What things do we build and in what order?

Phase 1: Format Sandbox#


  • Experimenting with needs for format translation

  • Encoding of triple graphs + hashed binary files

In this phase we are using NWB as a naturalistic development case of a complex format with an idiosyncratic implementation (ie. written in its own schema language, with its own I/O API, etc.)

See nwb-linkml

Phase 2: Simple Transfer#


  • Simplest possible peer model: self-sharing between devices owned by peer

  • Share, query, and download data

A peer has a public identity that is represented by one or multiple machines that host the graphs associated with that identity. Each graph has some collection of triples which are identified relative to the IRI of the parent graph. A triple can refer to a binary file that is not stored in the graph itself by its hash, encoding, and other metadata needed to use the file. The (semantic) metadata that describes that binary file can point to it without needing to encode arrays/etc. in RDF-like graphs.

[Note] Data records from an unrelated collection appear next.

//! Debian reference data: suite codenames and glibc versions.

use std::collections::BTreeMap;

use serde::Deserialize;

use crate::cache::{CacheError, CompatibilityCache, ReferenceSource};
use crate::core::distro::{Distro, DEBIAN_SUITES};
use crate::core::version::{normalize_package_version, Version};
use crate::sources::{CodenameMap, VersionTable};

/// Debian sources API endpoint listing every glibc source package version.
pub const DEBIAN_GLIBC_SOURCES_URL: &str = "https://sources.debian.org/api/src/glibc/";

/// Only the head of a `Release` file is needed to read its codename.
const RELEASE_HEAD_RANGE: &str = "bytes=0-512";

/// Maps the rolling suites (`stable`, ...) to their current codenames.
#[derive(Debug, Clone, Copy, Default)]
pub struct DebianCodenames;

impl ReferenceSource for DebianCodenames {
    type Payload = CodenameMap;
    /// `(suite, head of the suite's Release file)`
    type Raw = Vec<(String, String)>;

    fn cache_key(&self) -> String {
        "debian_codenames.json".to_string()
    }

    fn fetch_latest(&self, cache: &CompatibilityCache) -> Result<Self::Raw, CacheError> {
        tracing::info!("fetching Debian codenames");

        DEBIAN_SUITES
            .iter()
            .map(|suite| -> Result<(String, String), CacheError> {
                let url = cache
                    .mirrors()
                    .url(Distro::Debian, &format!("dists/{}/Release", suite));
                let head = cache.http().get_text(&url, Some(RELEASE_HEAD_RANGE))?;
                Ok((suite.to_string(), head))
            })
            .collect()
    }

    fn parse(&self, raw: Self::Raw) -> Result<Self::Payload, CacheError> {
        let mut codenames = CodenameMap::new();

        for (suite, head) in raw {
            let codename = head
                .lines()
                .find_map(|line| line.strip_prefix("Codename:"))
                .map(str::trim)
                .filter(|codename| !codename.is_empty())
                .ok_or_else(|| {
                    CacheError::malformed(
                        self.cache_key(),
                        format!("no codename in Release file of {}", suite),
                    )
                })?;

            codenames.insert(suite, codename.to_string());
        }

        Ok(codenames)
    }
}

/// Codenames of the checked suites, oldest first.
pub fn suite_codenames(codenames: &CodenameMap) -> Vec<String> {
    DEBIAN_SUITES
        .iter()
        .filter_map(|suite| codenames.get(*suite).cloned())
        .collect()
}

#[derive(Debug, Deserialize)]
struct SourcesApiResponse {
    #[serde(default)]
    error: Option<String>,
    #[serde(default)]
    versions: Vec<SourceVersion>,
}

#[derive(Debug, Deserialize)]
struct SourceVersion {
    version: String,
    #[serde(default)]
    suites: Vec<String>,
}

/// Maximum glibc version per Debian codename, from the sources API.
#[derive(Debug, Clone, Copy, Default)]
pub struct DebianGlibcVersions;

impl ReferenceSource for DebianGlibcVersions {
    type Payload = VersionTable;
    /// JSON body of the sources API response
    type Raw = String;

    fn cache_key(&self) -> String {
        "debian_glibc_versions.json".to_string()
    }

    fn fetch_latest(&self, cache: &CompatibilityCache) -> Result<Self::Raw, CacheError> {
        tracing::info!("fetching glibc package versions from Debian sources API");
        Ok(cache.http().get_text(DEBIAN_GLIBC_SOURCES_URL, None)?)
    }

    fn parse(&self, raw: Self::Raw) -> Result<Self::Payload, CacheError> {
        let response: SourcesApiResponse = serde_json::from_str(&raw)
            .map_err(|e| CacheError::malformed(self.cache_key(), e.to_string()))?;

        if let Some(error) = response.error {
            return Err(CacheError::malformed(
                self.cache_key(),
                format!("Debian sources API returned an error: {}", error),
            ));
        }

        let mut maxima: BTreeMap<String, Version> = BTreeMap::new();

        for entry in &response.versions {
            let normalized = normalize_package_version(&entry.version, 2);
            let version = match Version::parse(&normalized) {
                Ok(version) => version,
                Err(e) => {
                    tracing::debug!("skipping glibc version {}: {}", entry.version, e);
                    continue;
                }
            };

            for suite in &entry.suites {
                match maxima.get(suite) {
                    Some(current) if *current >= version => {}
                    _ => {
                        maxima.insert(suite.clone(), version.clone());
                    }
                }
            }
        }

        if maxima.is_empty() {
            return Err(CacheError::malformed(
                self.cache_key(),
                "no glibc versions in response",
            ));
        }

        Ok(maxima
            .into_iter()
            .map(|(suite, version)| (suite, version.to_string()))
            .collect())
    }
}

#[cfg(test)]
mod tests {
    use super::*;

    #[test]
    fn test_parse_codenames() {
        let raw = vec![
            (
                "stable".to_string(),
                "Origin: Debian\nLabel: Debian\nSuite: stable\nVersion: 12.5\nCodename: bookworm\nDate: Sat, 10 Feb 2024"
                    .to_string(),
            ),
            (
                "unstable".to_string(),
                "Origin: Debian\nSuite: unstable\nCodename: sid\n".to_string(),
            ),
        ];

        let codenames = DebianCodenames.parse(raw).unwrap();
        assert_eq!(codenames.get("stable").map(String::as_str), Some("bookworm"));
        assert_eq!(codenames.get("unstable").map(String::as_str), Some("sid"));
    }

    #[test]
    fn test_parse_codenames_truncated() {
        let raw = vec![("testing".to_string(), "Origin: Debian\nLabel: Deb".to_string())];

        let err = DebianCodenames.parse(raw).unwrap_err();
        assert!(matches!(err, CacheError::MalformedReferenceData { .. }));
    }

    #[test]
    fn test_parse_glibc_versions() {
        let raw = r#"{
            "package": "glibc",
            "versions": [
                {"area": "main", "suites": ["bookworm"], "version": "2.36-9+deb12u4"},
                {"area": "main", "suites": ["bookworm"], "version": "2.36-9"},
                {"area": "main", "suites": ["bullseye"], "version": "2.31-13+deb11u8"},
                {"area": "main", "suites": ["sid", "trixie"], "version": "2.40-3"},
                {"area": "main", "suites": ["sid"], "version": "2.9-1"},
                {"area": "main", "suites": ["buster-backports"], "version": "2.28-10"}
            ]
        }"#;

        let versions = DebianGlibcVersions.parse(raw.to_string()).unwrap();
        assert_eq!(versions.get("bookworm").map(String::as_str), Some("2.36"));
        assert_eq!(versions.get("bullseye").map(String::as_str), Some("2.31"));
        // numeric, not lexicographic: 2.40 beats 2.9
        assert_eq!(versions.get("sid").map(String::as_str), Some("2.40"));
        assert_eq!(versions.get("trixie").map(String::as_str), Some("2.40"));
        assert_eq!(
            versions.get("buster-backports").map(String::as_str),
            Some("2.28")
        );
    }

    #[test]
    fn test_parse_glibc_error_envelope() {
        let raw = r#"{"error": "404 Not Found"}"#.to_string();

        let err = DebianGlibcVersions.parse(raw).unwrap_err();
        assert!(matches!(err, CacheError::MalformedReferenceData { .. }));
    }

    #[test]
    fn test_parse_glibc_garbage() {
        assert!(DebianGlibcVersions.parse("<html>".to_string()).is_err());
        assert!(DebianGlibcVersions
            .parse(r#"{"versions": []}"#.to_string())
            .is_err());
    }
}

--- config: er: layoutDirection: LR --- erDiagram PEER { string private_key } PEER ||--|{ IDENTITY : knownAs IDENTITY { string private_key string public_key string preferredName } IDENTITY ||--|{ GRAPH : hasFeed IDENTITY }o--o{ IDENTITY : peerList IDENTITY }|--|{ MACHINE : represents MACHINE { graph mirrorRules } MACHINE }|--o{ GRAPH: stores GRAPH { IRI id string name capability read capability write } GRAPH }|--|{ TRIPLE : contains TRIPLE { IRI relative_id string subject string predicate string object } TRIPLE ||--o{ BINARY : indicates BINARY { string encoding string hash graph metadata }

The MVP for simple transfer is to have a single peer be able to transfer subgraphs and binary files between multiple machines keyed to their public identity.

Phase 3: Schema Manipulation#


  • Make custom schema

  • Declare and resolve sameness relations

  • Dataset versioning

Phase 4: Peer Federation#


  • Ontology for determining access

  • Pinning and mirroring

Phase 5: External Resources#


  • Treat external resources as peers

  • HTTP, S3 mirroring

Phase 6: Discoverability#


  • Use external sources of identity to connect to peer

  • Bootstrap servers